Petitioners do not have the same kind of interest that these various litigants have. Petitioners
assert an interest as taxpayers, but they do not meet the standing requirement for bringing
taxpayers suits as set forth in Dumlao v.Comelec, to wit:

While, concededly, the elections to be held involve the expenditure of public moneys, nowhere
in their Petition do said petitioners allege that their tax money is being extracted and spent in
violation of specific constitutional protections against abuses of legislative power or that there is
a misapplication of such funds by respondent COMELEC or that public money is being deflected
to any improper purpose. Neither do petitioners seek to restrain respondent from wasting public
funds through the enforcement of an invalid or unconstitutional law. Besides, the institution of a
taxpayers suit, per se, is no assurance of judicial review. The Court is vested with discretion as
to whether or not a taxpayers suit should be entertained.

Petitioners suit does not fall under any of these categories of taxpayers suits.

Thus, petitioners right to sue as taxpayers cannot be sustained. Nor as concerned citizens can
they bring this suit because no specific injury suffered by them is alleged. As for the petitioners,
who are members of Congress, their right to sue as legislators cannot be invoked because they
do not complain of any infringement of their rights as legislators.

July separate opinion

SEPARATE OPINIONS:
PADILLA, concurring

I join the majority in voting for the dismissal of the petition in this case.

As to whether or not the ELA is grossly disadvantageous to the government, it should be stressed that
the matter involves, basically, a policy determination by the executive branch which this Court should
not ordinarily reverse or substitute with its own judgment, in keeping with the time honored doctrine of
separation of powers.

VITUG, concurring

I most humbly reiterate the separate opinion I have made in Kilosbayan, Inc., et al., vs. Teofisto
Guingona, Sr., etc., et al. (G.R. No. 113375, promulgated on 05 May 1994).

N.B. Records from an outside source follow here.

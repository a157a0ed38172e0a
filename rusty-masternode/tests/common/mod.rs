#![allow(dead_code)]

use std::net::SocketAddr;
use std::sync::Arc;

use rusty_crypto::RustyKeyPair;
use rusty_masternode::{
    ChainView, InMemoryChain, LocalMasternode, ManualClock, MasternodeConfig, MasternodeManager, MasternodeRegistry,
    Outbound, PeerInfo, QueuedTransport,
};
use rusty_shared_types::{
    ChainParams, Hash, MasternodeBroadcast, MasternodeID, MasternodePing, MasternodeStatus, OutPoint,
};
use tokio::sync::mpsc::UnboundedReceiver;

pub const START_TIME: u64 = 1_700_000_000;
pub const CHAIN_HEIGHT: u64 = 4_300;
pub const PROTOCOL_VERSION: u32 = 70206;

pub fn dummy_hash(seed: u8) -> Hash {
    [seed; 32]
}

pub fn dummy_id(seed: u8) -> MasternodeID {
    MasternodeID(OutPoint::new(dummy_hash(seed), 0))
}

pub fn peer(seed: u8) -> PeerInfo {
    PeerInfo::new(format!("192.168.0.{}:26518", seed).parse().unwrap(), PROTOCOL_VERSION)
}

pub fn regtest_config() -> MasternodeConfig {
    MasternodeConfig::for_network(ChainParams::regtest())
}

pub fn new_chain() -> Arc<InMemoryChain> {
    let chain = Arc::new(InMemoryChain::new(dummy_hash(0)));
    chain.extend_to(CHAIN_HEIGHT);
    chain
}

/// Keys and collateral of one masternode operator.
pub struct Operator {
    pub collateral: MasternodeID,
    pub collateral_key: RustyKeyPair,
    pub service_key: Arc<RustyKeyPair>,
    pub addr: SocketAddr,
}

impl Operator {
    pub fn new(seed: u8) -> Self {
        Operator {
            collateral: dummy_id(seed),
            collateral_key: RustyKeyPair::from_secret_bytes(&[seed; 32]).unwrap(),
            service_key: Arc::new(RustyKeyPair::from_secret_bytes(&[seed.wrapping_add(100); 32]).unwrap()),
            addr: format!("10.0.0.{}:26518", seed).parse().unwrap(),
        }
    }

    pub fn broadcast(&self, sig_time: u64) -> MasternodeBroadcast {
        let mut mnb = MasternodeBroadcast {
            collateral: self.collateral.clone(),
            service_addr: self.addr,
            collateral_pubkey: self.collateral_key.public_key_bytes(),
            service_pubkey: self.service_key.public_key_bytes(),
            protocol_version: PROTOCOL_VERSION,
            sig_time,
            signature: vec![],
            last_ping: None,
        };
        mnb.signature = self.collateral_key.sign_to_vec(&mnb.signing_bytes());
        mnb
    }

    pub fn ping(&self, block_hash: Hash, sig_time: u64) -> MasternodePing {
        let mut ping = MasternodePing { collateral: self.collateral.clone(), block_hash, sig_time, signature: vec![] };
        ping.signature = self.service_key.sign_to_vec(&ping.signing_bytes());
        ping
    }

    pub fn local(&self) -> LocalMasternode {
        LocalMasternode {
            collateral: self.collateral.clone(),
            service_addr: self.addr,
            service_key: Arc::clone(&self.service_key),
        }
    }
}

/// One node: a manager over in-memory collaborators.
pub struct TestNode {
    pub manager: MasternodeManager,
    pub chain: Arc<InMemoryChain>,
    pub transport: Arc<QueuedTransport>,
    pub outgoing: UnboundedReceiver<Outbound>,
    pub clock: Arc<ManualClock>,
}

impl TestNode {
    pub fn new() -> Self {
        Self::build(regtest_config(), new_chain(), Arc::new(ManualClock::new(START_TIME)), None)
    }

    pub fn with_config(config: MasternodeConfig) -> Self {
        Self::build(config, new_chain(), Arc::new(ManualClock::new(START_TIME)), None)
    }

    pub fn build(
        config: MasternodeConfig,
        chain: Arc<InMemoryChain>,
        clock: Arc<ManualClock>,
        local: Option<LocalMasternode>,
    ) -> Self {
        let (transport, outgoing) = QueuedTransport::new();
        let transport = Arc::new(transport);
        let mut manager = MasternodeManager::new(
            config,
            Arc::new(MasternodeRegistry::new()),
            chain.clone(),
            transport.clone(),
            clock.clone(),
        );
        if let Some(local) = local {
            manager = manager.with_local_masternode(local);
        }
        TestNode { manager, chain, transport, outgoing, clock }
    }

    pub fn now(&self) -> u64 {
        use rusty_masternode::Clock;
        self.clock.now()
    }

    pub fn tip_hash(&self) -> Hash {
        self.chain.best_block().1
    }

    /// Gives the operator's collateral `confirmations` and processes its broadcast.
    pub fn announce(&self, operator: &Operator, confirmations: u32) -> MasternodeBroadcast {
        self.chain.add_collateral(operator.collateral.0.clone(), confirmations);
        let mnb = operator.broadcast(self.now());
        self.manager.process_broadcast(&peer(1), &mnb).unwrap();
        mnb
    }

    /// Processes a fresh ping from every operator.
    pub fn ping_all(&self, operators: &[&Operator]) {
        for operator in operators {
            let ping = operator.ping(self.tip_hash(), self.now());
            self.manager.process_ping(&peer(1), &ping).unwrap();
        }
    }

    /// Announces the operators and pings them once the minimum ping interval has passed.
    pub fn enable(&self, operators: &[&Operator]) {
        for operator in operators {
            self.announce(operator, 20);
        }
        self.clock.advance(self.manager.config().min_ping_interval_secs);
        self.ping_all(operators);
    }

    pub fn status(&self, id: &MasternodeID) -> Option<MasternodeStatus> {
        self.manager.registry().find_by_collateral(id).map(|record| record.status)
    }

    pub fn drain(&mut self) -> Vec<Outbound> {
        let mut messages = Vec::new();
        while let Ok(message) = self.outgoing.try_recv() {
            messages.push(message);
        }
        messages
    }
}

Back to the core of the petition, however, the matter of the legal standing of petitioners in their suit
assailing the subject-contract appears to me, both under substantive law and the rules of procedure, to
still be an insuperable issue. I have gone over carefully the pleadings submitted in G.R. No. 118910, and I
regret my inability to see anything new that can convince me to depart from the view I have expressed
on it in G.R. No. 113375.

FELICIANO, dissenting
With very great respect, it is submitted that the above conclusion has been merely assumed rather than
demonstrated and that what is in fact before this Court does not adequately support such conclusion.

REGALADO, dissenting

I am constrained to respectfully dissent from the majority opinion premised on the constitutional and
procedural doctrines posed and interpreted in tandem therein. I also regret that I have to impose on the
majority with this virtual turno en contra when I could have indicated my disaccord by just joining Mr.
Justice Davide in his commendably objective presentation of the minority position. I feel, however, that
certain views that have been advanced require a rejoinder lest they lapse into the realm of unanimous
precedents.

DAVIDE, dissenting

I register a dissenting vote.

I am disturbed by the sudden reversal of our rulings in Kilosbayan, Inc., et al. vs. Guingona, et al.
(hereinafter referred to as the first lotto case) regarding the application or interpretation of the
exception clause in paragraph B, Section 1 of the Charter of the PCSO (R.A.. No. 1169), as amended by
B.P. Blg. 442, and on the issue of locus standi of the petitioners to question the contract of lease
involving the on-line lottery system entered into between the Philippine Charity Sweepstakes Office
(PCSO) and the Philippine Gaming Management Corporation (PGMC). Such reversal upsets the salutary
doctrines of the law of the case, res judicata, and stare decisis. It puts to jeopardy the faith and
confidence of the people, specially the lawyers and litigants, in the certainty and stability of the
pronouncements of this Court. It opens the floodgates to endless litigations for re-examination of such
pronouncements and weakens this Courts judicial and moral authority to demand from lower courts
obedience thereto and to impose sanctions for their opposite conduct.